Now THIS ALL is my kind of racing! :thumbsup: Great stuff here. I ran a few crusty trusty originals with the kids tonight too... 

--rick


----------



## slotking

racing fray t-jets on wed night, so I practice and tune a friends Slottech Thundercat 1 (T1) got real close to my track record with it! Hope he is happy with it!

before racing t-jets, I like to hone my reflexes with faster cars:wave::dude:


----------



## slotking

> A dab of oil and fresh set of rubbers



you should see how fast we have the t-jets with stock tires going at the Greenbrier Thunderjet Challenge!


----------



## rbrunne1

I spent much of this weekend running this



or this, as I had to drive to Syracuse and back on Saturday (300 mi. round trip)



On Sunday, I relaxed while watching the Nascar race while running some Porches!


----------



## slotcarman12078

Scenery looks great Bob!!!! I'm gonna scope out the track thread to see if there's more!! :thumbsup::thumbsup:


----------



## rbrunne1

slotcarman12078 said:


> Scenery looks great Bob!!!! I'm gonna scope out the track thread to see if there's more!! :thumbsup::thumbsup:


Thanks Joe! There's a couple more scenery shots in the build thread


----------



## joegri

nice quiver of porsches wings intact and all!!


----------



## pshoe64

My favorite AFX car is the Porsche 510K. My grandfather would bring home the Sunoco cars when he'd get a fill up. I still have all of those. Still looking for the elusive yellow with blue stripes. Your's looks great with the rest of the herd of Panzer Porsches. I'm sooooo envious:thumbsup:

The track looks awesome too!

I actually clocked some laps this morning. Discovered a really fast AW T-Jet Camaro. All she needed was a little oil to smooth out and man did it hang the corners. I really need more track time. If I only didn't have this wasteful habit of sleeping.:freak:

-Paul


----------



## ParkRNDL

just a sweet little yellow AMX...






:thumbsup:

--rick


----------



## Rolls

Sweet indeed!!! That AMX looks like it handles real well. Great vid, Rick!


----------



## CTSV OWNER

Very good job on the video. Am I correct in thinking you did the driving and the recording?


AMX=Fun stuff


Dave


----------



## ParkRNDL

CTSV OWNER said:


> Very good job on the video. Am I correct in thinking you did the driving and the recording?
> 
> 
> AMX=Fun stuff
> 
> 
> Dave


Hahaha yeah, good call. If I had someone filming for me, I coulda lifted a little later going into the corners... But the rest of the house was already asleep. 

Probably something you couldnt get away with driving your 1:1 vehicle...

--rick


----------



## Boosted-Z71

OK just wanted to post that yesterday My 13 year old son & his 3 buddies came into the house on what was the 2nd good day of Spring that we have had & wanted to run the slot car track, 2 of his friends had never played on a track.

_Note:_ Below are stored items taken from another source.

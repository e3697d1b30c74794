//! Snapping query coordinates onto the graph.
//!
//! A query endpoint that is not exactly a graph node becomes a new node
//! joined to its nearest existing node by a Walk **connector** segment.  The
//! connector carries its geometric length like any other arc; what it costs
//! (nothing for fares, walking minutes for the fastest-arrival query,
//! kilometres for the shortest-distance query) follows from the Walk mode.
//!
//! # Pluggability
//!
//! The nearest-node search sits behind [`NodeLocator`].  [`LinearScan`] is
//! exact and O(V) per endpoint, which is fine at city scale.
//! [`RTreeLocator`] answers from an R-tree (via `rstar`) built once over the
//! dataset nodes, for graphs where the scan gets slow.

use rstar::{PointDistance, RTree, RTreeObject, AABB};

use mm_core::geo::EARTH_RADIUS_KM;
use mm_core::{distance_km, Coordinate, Mode, NodeId};

use crate::network::GraphBuilder;

// ── Locator trait ─────────────────────────────────────────────────────────────

/// Nearest-node search over a set of node positions.
pub trait NodeLocator {
    /// The node nearest to `query` by great-circle distance, skipping
    /// `exclude`, together with that distance in km.
    ///
    /// `positions` is indexed by `NodeId::index()`.  Returns `None` only if
    /// no eligible node exists.
    fn nearest(
        &self,
        positions: &[Coordinate],
        query:     Coordinate,
        exclude:   Option<NodeId>,
    ) -> Option<(NodeId, f64)>;
}

// ── LinearScan ────────────────────────────────────────────────────────────────

/// Exhaustive scan.  Ties keep the lowest id.
#[derive(Copy, Clone, Debug, Default)]
pub struct LinearScan;

impl NodeLocator for LinearScan {
    fn nearest(
        &self,
        positions: &[Coordinate],
        query:     Coordinate,
        exclude:   Option<NodeId>,
    ) -> Option<(NodeId, f64)> {
        let mut best: Option<(NodeId, f64)> = None;
        for (i, &pos) in positions.iter().enumerate() {
            let id = NodeId::from_index(i);
            if Some(id) == exclude {
                continue;
            }
            let d = distance_km(query, pos);
            if best.is_none_or(|(_, best_d)| d < best_d) {
                best = Some((id, d));
            }
        }
        best
    }
}

// ── RTreeLocator ──────────────────────────────────────────────────────────────

/// Entry stored in the R-tree: a node projected onto a local plane (km).
#[derive(Clone)]
struct NodeEntry {
    point: [f64; 2],
    id:    NodeId,
}

impl RTreeObject for NodeEntry {
    type Envelope = AABB<[f64; 2]>;
    fn envelope(&self) -> Self::Envelope {
        AABB::from_point(self.point)
    }
}

impl PointDistance for NodeEntry {
    fn distance_2(&self, point: &[f64; 2]) -> f64 {
        let dx = self.point[0] - point[0];
        let dy = self.point[1] - point[1];
        dx * dx + dy * dy
    }
}

/// R-tree backed locator.
///
/// Positions are projected equirectangularly around the mean latitude of the
/// indexed nodes.  The planar nearest neighbours are re-ranked by haversine
/// distance, so the answer matches [`LinearScan`] except in pathological
/// near-ties far from the reference latitude.
///
/// The tree is a snapshot: nodes created after [`RTreeLocator::new`] (the
/// query endpoints themselves) are not indexed.
pub struct RTreeLocator {
    tree:       RTree<NodeEntry>,
    cos_ref:    f64,
    candidates: usize,
}

impl RTreeLocator {
    /// Planar candidates re-ranked by haversine distance per query.
    pub const DEFAULT_CANDIDATES: usize = 8;

    /// Bulk-load the index over `positions`.
    pub fn new(positions: &[Coordinate]) -> Self {
        let cos_ref = if positions.is_empty() {
            1.0
        } else {
            let mean_lat = positions.iter().map(|p| p.lat).sum::<f64>() / positions.len() as f64;
            mean_lat.to_radians().cos()
        };

        let entries: Vec<NodeEntry> = positions
            .iter()
            .enumerate()
            .map(|(i, &pos)| NodeEntry {
                point: project(pos, cos_ref),
                id:    NodeId::from_index(i),
            })
            .collect();

        Self {
            tree: RTree::bulk_load(entries),
            cos_ref,
            candidates: Self::DEFAULT_CANDIDATES,
        }
    }

    pub fn len(&self) -> usize {
        self.tree.size()
    }

    pub fn is_empty(&self) -> bool {
        self.tree.size() == 0
    }
}

impl NodeLocator for RTreeLocator {
    fn nearest(
        &self,
        positions: &[Coordinate],
        query:     Coordinate,
        exclude:   Option<NodeId>,
    ) -> Option<(NodeId, f64)> {
        self.tree
            .nearest_neighbor_iter(&project(query, self.cos_ref))
            .filter(|e| Some(e.id) != exclude && e.id.index() < positions.len())
            .take(self.candidates)
            .map(|e| (e.id, distance_km(query, positions[e.id.index()])))
            .min_by(|a, b| a.1.total_cmp(&b.1).then(a.0.cmp(&b.0)))
    }
}

fn project(pos: Coordinate, cos_ref: f64) -> [f64; 2] {
    [
        pos.lon.to_radians() * cos_ref * EARTH_RADIUS_KM,
        pos.lat.to_radians() * EARTH_RADIUS_KM,
    ]
}

// ── Endpoint attachment ───────────────────────────────────────────────────────

/// The Walk segment joining a new endpoint node to the network.
#[derive(Copy, Clone, Debug, PartialEq)]
pub struct Connector {
    /// Existing node the endpoint was snapped to.
    pub to:          NodeId,
    /// Straight-line length of the connector, km.
    pub distance_km: f64,
}

/// How a query coordinate was placed in the graph.
#[derive(Copy, Clone, Debug, PartialEq)]
pub struct Attachment {
    /// Node that represents the query coordinate.
    pub node:      NodeId,
    /// `true` if the node was created for this query.
    pub created:   bool,
    /// Connector added for a created node; `None` for an exact match or when
    /// the graph had no other node to snap to.
    pub connector: Option<Connector>,
}

/// Place `coord` in the graph.
///
/// An exact coordinate match reuses the existing node and adds nothing.
/// Otherwise a node is created and, if any node other than `exclude` exists,
/// connected to the nearest one with a Walk segment.
pub fn attach_endpoint<L: NodeLocator + ?Sized>(
    builder: &mut GraphBuilder,
    locator: &L,
    coord:   Coordinate,
    exclude: Option<NodeId>,
) -> Attachment {
    if let Some(node) = builder.node_at(coord) {
        log::debug!("{coord} matches {node} exactly");
        return Attachment { node, created: false, connector: None };
    }

    let nearest = locator.nearest(builder.positions(), coord, exclude);
    let node = builder.get_or_create_node(coord);

    let connector = nearest.map(|(to, distance_km)| {
        builder.add_segment_with_length(node, to, distance_km, Mode::Walk);
        log::debug!("{coord} snapped to {to} ({distance_km:.4} km walk)");
        Connector { to, distance_km }
    });
    if connector.is_none() {
        log::warn!("{coord} has no node to snap to; it stays isolated");
    }

    Attachment { node, created: true, connector }
}

/// Attach both query endpoints.
///
/// When the source had to be created, the destination never snaps onto it.
pub fn attach_query<L: NodeLocator + ?Sized>(
    builder:     &mut GraphBuilder,
    locator:     &L,
    source:      Coordinate,
    destination: Coordinate,
) -> (Attachment, Attachment) {
    let src = attach_endpoint(builder, locator, source, None);
    let exclude = src.created.then_some(src.node);
    let dst = attach_endpoint(builder, locator, destination, exclude);
    (src, dst)
}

I set them up with some Tomy SRT's @ 13 volts & acted as the sole turn marshal for them. For a bunch of boys that are all going through puberty & voice's changing they were all screaming higher than most girls. It was a great time had by all. One of the boys took video on his phone to show his dad. What a cool day, the did let me race a little, but I was content to watch as well.

Boosted


----------



## slotcarman12078

Cool Boosted!!! I hope that "new track feeling" don't ever wear out for the kids!! :thumbsup::thumbsup:


----------



## Joe65SkylarkGS

Hey Rick, your lock and Joiner sounds remarkably smooth!!!!! 

Gotta love the 60's!!! The new track is not anywhere near flat like the older stuff. I may have to change my drag strip to the O gauge and even bail out on the new AW and Tomy I am using for my return track and go with lock and joiner.

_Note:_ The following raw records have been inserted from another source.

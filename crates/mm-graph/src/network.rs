//! Coordinate graph and its deduplicating builder.
//!
//! # Data layout
//!
//! The finished graph uses **Compressed Sparse Row (CSR)** format for
//! outgoing arcs.  Given a `NodeId n`, its arcs occupy
//!
//! ```text
//! arc_to[ node_out_start[n.index()] .. node_out_start[n.index() + 1] ]
//! ```
//!
//! Arc arrays (`arc_to`, `arc_km`, `arc_mode`) are sorted by
//! source node with a stable sort, so each node's arcs keep the order in
//! which they were ingested and every search over the graph is
//! deterministic.
//!
//! # Weights
//!
//! An arc stores its geometric length and its [`Mode`].  Objective-specific
//! weights (fare, travel minutes) are derived from those two values by the
//! router, so one graph answers every kind of query.

use std::collections::HashMap;

use mm_core::{CoordKey, Coordinate, Mode, NodeId};

// ── ArcRef ────────────────────────────────────────────────────────────────────

/// One outgoing arc as seen by a search.
#[derive(Copy, Clone, Debug, PartialEq)]
pub struct ArcRef {
    pub to:          NodeId,
    pub distance_km: f64,
    pub mode:        Mode,
}

// ── CoordinateGraph ───────────────────────────────────────────────────────────

/// Read-only multimodal graph in CSR format plus the coordinate index.
///
/// Do not construct directly; use [`GraphBuilder`].
pub struct CoordinateGraph {
    /// Position of each node.  Indexed by `NodeId::index()`.
    pub node_pos: Vec<Coordinate>,

    /// CSR row pointer.  Length = `node_count + 1`.
    pub node_out_start: Vec<u32>,

    /// Destination node of each arc.
    pub arc_to: Vec<NodeId>,

    /// Great-circle length of each arc, km.
    pub arc_km: Vec<f64>,

    /// Travel mode of each arc.
    pub arc_mode: Vec<Mode>,

    coord_index: HashMap<CoordKey, NodeId>,
}

impl CoordinateGraph {
    /// A graph with no nodes.  Every query against it has no path.
    pub fn empty() -> Self {
        GraphBuilder::new().build()
    }

    pub fn node_count(&self) -> usize {
        self.node_pos.len()
    }

    pub fn arc_count(&self) -> usize {
        self.arc_to.len()
    }

    pub fn is_empty(&self) -> bool {
        self.node_pos.is_empty()
    }

    /// `true` if `node` names a node of this graph.
    #[inline]
    pub fn contains(&self, node: NodeId) -> bool {
        node.index() < self.node_pos.len()
    }

    #[inline]
    pub fn node_pos(&self, node: NodeId) -> Coordinate {
        self.node_pos[node.index()]
    }

    /// All node positions, indexed by `NodeId::index()`.
    pub fn positions(&self) -> &[Coordinate] {
        &self.node_pos
    }

    /// Node whose coordinate is exactly `coord`, if any.
    pub fn node_at(&self, coord: Coordinate) -> Option<NodeId> {
        self.coord_index.get(&coord.key()).copied()
    }

    /// Outgoing arcs of `node`, in ingestion order.
    #[inline]
    pub fn out_arcs(&self, node: NodeId) -> impl Iterator<Item = ArcRef> + '_ {
        let start = self.node_out_start[node.index()] as usize;
        let end   = self.node_out_start[node.index() + 1] as usize;
        (start..end).map(move |i| ArcRef {
            to:          self.arc_to[i],
            distance_km: self.arc_km[i],
            mode:        self.arc_mode[i],
        })
    }

    #[inline]
    pub fn out_degree(&self, node: NodeId) -> usize {
        let start = self.node_out_start[node.index()] as usize;
        let end   = self.node_out_start[node.index() + 1] as usize;
        end - start
    }

    /// Mode of the directed arc `from → to`.
    ///
    /// When several datasets contributed an arc between the same pair, the
    /// one ingested last wins.
    pub fn mode_between(&self, from: NodeId, to: NodeId) -> Option<Mode> {
        if !self.contains(from) {
            return None;
        }
        self.out_arcs(from)
            .filter(|a| a.to == to)
            .last()
            .map(|a| a.mode)
    }
}

// ── GraphBuilder ──────────────────────────────────────────────────────────────

/// Construct a [`CoordinateGraph`] incrementally, then call [`build`](Self::build).
///
/// The builder owns the node list, the coordinate → id index and the arcs.
/// It is passed by `&mut` into every dataset ingestion and endpoint
/// attachment, so several datasets can share nodes wherever their
/// coordinates coincide exactly.
///
/// # Example
///
/// ```
/// use mm_core::{Coordinate, Mode};
/// use mm_graph::GraphBuilder;
///
/// let mut b = GraphBuilder::new();
/// let a = b.get_or_create_node(Coordinate::new(90.40, 23.80));
/// let c = b.get_or_create_node(Coordinate::new(90.41, 23.80));
/// b.add_segment(a, c, Mode::Car);
/// let net = b.build();
/// assert_eq!(net.node_count(), 2);
/// assert_eq!(net.arc_count(), 2); // both directions
/// ```
pub struct GraphBuilder {
    nodes:       Vec<Coordinate>,
    coord_index: HashMap<CoordKey, NodeId>,
    raw_arcs:    Vec<RawArc>,
}

struct RawArc {
    from:        NodeId,
    to:          NodeId,
    distance_km: f64,
    mode:        Mode,
}

impl GraphBuilder {
    pub fn new() -> Self {
        Self {
            nodes:       Vec::new(),
            coord_index: HashMap::new(),
            raw_arcs:    Vec::new(),
        }
    }

    /// Node whose coordinate is exactly `coord`, if any.
    #[inline]
    pub fn node_at(&self, coord: Coordinate) -> Option<NodeId> {
        self.coord_index.get(&coord.key()).copied()
    }

    /// Return the node at `coord`, creating it (next sequential id) if absent.
    pub fn get_or_create_node(&mut self, coord: Coordinate) -> NodeId {
        if let Some(id) = self.node_at(coord) {
            return id;
        }
        let id = NodeId::from_index(self.nodes.len());
        self.nodes.push(coord);
        self.coord_index.insert(coord.key(), id);
        id
    }

    /// Add one **directed** arc.
    pub fn add_directed_arc(&mut self, from: NodeId, to: NodeId, distance_km: f64, mode: Mode) {
        self.raw_arcs.push(RawArc { from, to, distance_km, mode });
    }

    /// Add both directions of an undirected segment, weighted by the
    /// great-circle distance between its endpoints.  Returns that distance.
    pub fn add_segment(&mut self, a: NodeId, b: NodeId, mode: Mode) -> f64 {
        let km = self.node_pos(a).distance_km(self.node_pos(b));
        self.add_segment_with_length(a, b, km, mode);
        km
    }

    /// Like [`add_segment`](Self::add_segment) with an explicit length.
    pub fn add_segment_with_length(&mut self, a: NodeId, b: NodeId, distance_km: f64, mode: Mode) {
        self.add_directed_arc(a, b, distance_km, mode);
        self.add_directed_arc(b, a, distance_km, mode);
    }

    #[inline]
    pub fn node_pos(&self, id: NodeId) -> Coordinate {
        self.nodes[id.index()]
    }

    /// All node positions created so far, indexed by `NodeId::index()`.
    pub fn positions(&self) -> &[Coordinate] {
        &self.nodes
    }

    pub fn node_count(&self) -> usize { self.nodes.len() }
    pub fn arc_count(&self) -> usize { self.raw_arcs.len() }

    /// Consume the builder and produce a [`CoordinateGraph`].
    ///
    /// Time complexity: O(A log A) for the arc sort, A = arcs.
    pub fn build(self) -> CoordinateGraph {
        let node_count = self.nodes.len();
        let arc_count  = self.raw_arcs.len();

        let mut raw = self.raw_arcs;
        raw.sort_by_key(|a| a.from);

        let arc_to:   Vec<NodeId> = raw.iter().map(|a| a.to).collect();
        let arc_km:   Vec<f64>    = raw.iter().map(|a| a.distance_km).collect();
        let arc_mode: Vec<Mode>   = raw.iter().map(|a| a.mode).collect();

        let mut node_out_start = vec![0u32; node_count + 1];
        for a in &raw {
            node_out_start[a.from.index() + 1] += 1;
        }
        for i in 1..=node_count {
            node_out_start[i] += node_out_start[i - 1];
        }
        debug_assert_eq!(node_out_start[node_count] as usize, arc_count);

        log::debug!("graph built: {node_count} nodes, {arc_count} arcs");

        CoordinateGraph {
            node_pos: self.nodes,
            node_out_start,
            arc_to,
            arc_km,
            arc_mode,
            coord_index: self.coord_index,
        }
    }
}

impl Default for GraphBuilder {
    fn default() -> Self {
        Self::new()
    }
}
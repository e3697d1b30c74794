//! Graph-subsystem error type.

use std::path::PathBuf;

use thiserror::Error;

/// Errors produced by `mm-graph`.
#[derive(Debug, Error)]
pub enum GraphError {
    #[error("cannot open dataset {path}: {source}")]
    DatasetUnavailable {
        path:   PathBuf,
        #[source]
        source: std::io::Error,
    },

    #[error("CSV error: {0}")]
    Csv(#[from] csv::Error),

    #[error("I/O error: {0}")]
    Io(#[from] std::io::Error),
}

pub type GraphResult<T> = Result<T, GraphError>;
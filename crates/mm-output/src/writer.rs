//! The `RouteWriter` trait implemented by the file exporters.

use mm_graph::CoordinateGraph;
use mm_routing::Route;

use crate::OutputResult;

/// Trait implemented by the KML and CSV writers.
///
/// A writer may receive several routes before [`finish`](Self::finish);
/// each becomes its own placemark or block of rows.
pub trait RouteWriter {
    /// Append one route.  `graph` resolves node ids to coordinates.
    fn write_route(&mut self, graph: &CoordinateGraph, route: &Route) -> OutputResult<()>;

    /// Flush and close the underlying output.
    ///
    /// Idempotent: safe to call more than once.
    fn finish(&mut self) -> OutputResult<()>;
}
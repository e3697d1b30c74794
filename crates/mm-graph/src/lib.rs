//! `mm-graph` — multimodal coordinate graph, dataset loading, and snapping.
//!
//! # Crate layout
//!
//! | Module      | Contents                                                       |
//! |-------------|----------------------------------------------------------------|
//! | [`network`] | `CoordinateGraph` (CSR), `GraphBuilder` (dedup by coordinate)  |
//! | [`loader`]  | `DatasetSpec`, `load_dataset`, `load_datasets`                 |
//! | [`locator`] | `NodeLocator` trait, `LinearScan`, `RTreeLocator`, attachment  |
//! | [`error`]   | `GraphError`, `GraphResult<T>`                                 |
//!
//! # Lifecycle
//!
//! ```text
//! GraphBuilder ──load_datasets──▶ GraphBuilder ──attach_query──▶ GraphBuilder ──build──▶ CoordinateGraph
//! ```
//!
//! The built graph is read-only and may be shared by any number of searches.

pub mod error;
pub mod loader;
pub mod locator;
pub mod network;


pub use error::{GraphError, GraphResult};
pub use loader::{
    load_dataset, load_dataset_reader, load_datasets, DatasetLayout, DatasetSpec, DatasetStats,
    LoadReport,
};
pub use locator::{
    attach_endpoint, attach_query, Attachment, Connector, LinearScan, NodeLocator, RTreeLocator,
};
pub use network::{ArcRef, CoordinateGraph, GraphBuilder};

Can you say SMOOOOOOOOOOOOOOOOOOOOOOTH?!?!?!?!?

Cool layout too bro. :hat:


----------



## ParkRNDL

hey Joe, I have a secret... it's not L & J, it's Atlas and Lionel. they were made in the 60s and use a totally different connection system... kinda like HO train tracks, there are little brass clips that make BOTH an electrical connection and a physical hold-it-in-place connection. the Atlas is the stuff with white lines, the Lionel has yellow lines, and they are compatible. they tend to be smoother than L & J. i've been buying up lots wherever I can find it for the last 10 years or so...

--rick


----------



## ParkRNDL

*Bell bottoms and disco ball in full effect...*

so this is what my 6-year-old wanted to run today...

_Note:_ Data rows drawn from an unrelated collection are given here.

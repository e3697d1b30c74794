//! Route reconstruction from a finished search.

use mm_core::{distance_km, Coordinate, Mode, NodeId, RoutingConfig};
use mm_graph::CoordinateGraph;

use crate::objective::Objective;
use crate::router::SearchTree;

/// One hop of a route.
#[derive(Clone, Debug, PartialEq)]
pub struct Leg {
    pub from:         NodeId,
    pub to:           NodeId,
    pub mode:         Mode,
    pub distance_km:  f64,
    /// Increase of the search metric across this leg (km, Tk, or minutes
    /// including waiting).
    pub contribution: f64,
    /// Fare for this leg at the configured per-km rate.
    pub fare:         f64,
    /// Clock minutes when the leg starts moving (after any wait).
    pub board_at:     Option<f64>,
    /// Clock minutes at `to`.
    pub arrive_at:    Option<f64>,
    /// Minutes waited at `from` for a departure.
    pub waiting:      f64,
}

/// An ordered source → destination route.
#[derive(Clone, Debug, PartialEq)]
pub struct Route {
    pub objective: Objective,
    /// Node ids in travel order, source first.
    pub nodes:     Vec<NodeId>,
    pub legs:      Vec<Leg>,
    /// Total metric from source to destination (km, Tk, or minutes).
    pub total:     f64,
    /// Clock minutes at the source (timed objectives).
    pub depart:    Option<f64>,
    /// Clock minutes at the destination (timed objectives).
    pub arrival:   Option<f64>,
}

impl Route {
    /// `true` if the source and destination are the same node.
    pub fn is_trivial(&self) -> bool {
        self.legs.is_empty()
    }

    /// Door-to-door minutes for the timed objectives.
    pub fn duration_minutes(&self) -> Option<f64> {
        Some(self.arrival? - self.depart?)
    }

    pub fn distance_km(&self) -> f64 {
        self.legs.iter().map(|l| l.distance_km).sum()
    }

    pub fn fare(&self) -> f64 {
        self.legs.iter().map(|l| l.fare).sum()
    }

    /// Node positions in travel order, for overlays.
    pub fn coordinates(&self, graph: &CoordinateGraph) -> Vec<Coordinate> {
        self.nodes.iter().map(|&n| graph.node_pos(n)).collect()
    }
}

/// Package the route to `destination` from a finished search.
///
/// Returns `None` when the destination was never reached, which is distinct
/// from a zero-leg route to the source itself.
pub fn reconstruct(
    tree:        &SearchTree,
    graph:       &CoordinateGraph,
    config:      &RoutingConfig,
    destination: NodeId,
) -> Option<Route> {
    let nodes = tree.path_to(destination)?;
    let timed = tree.objective.tracks_time();

    let legs = nodes
        .windows(2)
        .map(|hop| {
            let (from, to) = (hop[0], hop[1]);
            let start = tree.label(from);
            let end = tree.label(to);
            // Every reached node but the source records its arc mode.
            let mode = end.via.unwrap_or(Mode::Walk);
            let km = graph
                .out_arcs(from)
                .find(|a| a.to == to && a.mode == mode)
                .map_or_else(|| distance_km(graph.node_pos(from), graph.node_pos(to)), |a| a.distance_km);

            Leg {
                from,
                to,
                mode,
                distance_km:  km,
                contribution: end.metric - start.metric,
                fare:         km * config.fares.per_km(mode),
                board_at:     timed.then(|| start.arrival + end.waiting),
                arrive_at:    timed.then_some(end.arrival),
                waiting:      end.waiting,
            }
        })
        .collect();

    let source = tree.label(tree.source);
    let dest = tree.label(destination);
    Some(Route {
        objective: tree.objective,
        nodes,
        legs,
        total:     dest.metric - source.metric,
        depart:    timed.then_some(source.arrival),
        arrival:   timed.then_some(dest.arrival),
    })
}
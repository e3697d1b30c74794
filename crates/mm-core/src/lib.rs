//! `mm-core` — foundational types for the `mm` multimodal router.
//!
//! This crate is a dependency of every other `mm-*` crate.  It has no `mm-*`
//! dependencies and minimal external ones (only `thiserror`, plus optional
//! `serde`).
//!
//! # What lives here
//!
//! | Module     | Contents                                                    |
//! |------------|-------------------------------------------------------------|
//! | [`ids`]    | `NodeId`                                                    |
//! | [`geo`]    | `Coordinate`, `CoordKey`, haversine `distance_km`           |
//! | [`time`]   | 12-hour clock codec, departure-slot quantization            |
//! | [`mode`]   | `Mode` enum                                                 |
//! | [`config`] | `RoutingConfig`, `FareTable`, `ServiceWindow`               |
//! | [`error`]  | `CoreError`, `CoreResult`                                   |
//!
//! # Feature flags
//!
//! | Flag    | Effect                                                     |
//! |---------|------------------------------------------------------------|
//! | `serde` | Adds `Serialize`/`Deserialize` to `Mode` and the config.   |

pub mod config;
pub mod error;
pub mod geo;
pub mod ids;
pub mod mode;
pub mod time;


// ── Re-exports ────────────────────────────────────────────────────────────────

pub use config::{FareTable, RoutingConfig, ServiceWindow};
pub use error::{CoreError, CoreResult};
pub use geo::{distance_km, CoordKey, Coordinate};
pub use ids::NodeId;
pub use mode::Mode;
pub use time::{format_clock, parse_clock, wait_for_departure, MINUTES_PER_DAY};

yes, I am aware the Corvette is kind of a monstrosity. that's the one he picked. i did it when I was maybe about 10 to look like a car from a movie. Who remembers the movie? :hat:

Anyway, I am kinda getting a kick out of the fact that it is running the original 440 (NON X-2) chassis that I ran the tires off when I was a kid, literally. It came with these foamies that I eventually shredded after enough laps, and it sat in my case for years like that, so recently I swapped the rear axle with a later car that had slip-ons and it still runs like a champ. My son picked that one to run, and I took the HP-2 powered Trans Am. It happens to be a good one, they are just about even on the straights.










So with all these '70s machines on the track, I punched up the Pandora '70s station and ran a bunch of laps with my kid. Somehow I resisted the urge hang a disco ball from the ceiling in the slot dungeon and unbutton my shirt halfway and find a big gold chain to wear...

--rick


----------



## pshoe64

Would that be Corvette Summer with Mark Hamil? Loved that movie, as hokie as some of it was, it still had some cool cars in it.

-Paul


----------



## ParkRNDL

pshoe64 said:


> Would that be Corvette Summer with Mark Hamil? Loved that movie, as hokie as some of it was, it still had some cool cars in it.
> 
> -Paul


DING DING DING we have a winner... :thumbsup:

http://www.flickr.com/photos/antman67/241189976/

--rick


----------



## slotcarman12078

Oh heck, Rick!!! You were pretty darn close!!! :thumbsup::thumbsup:


----------



## bobhch

*Corvette Summer...*

Hey,

Is this the movie where a High School shop class goes to the junkyard, pics up a corvette to work on, one guy paints it and then it gets stolen?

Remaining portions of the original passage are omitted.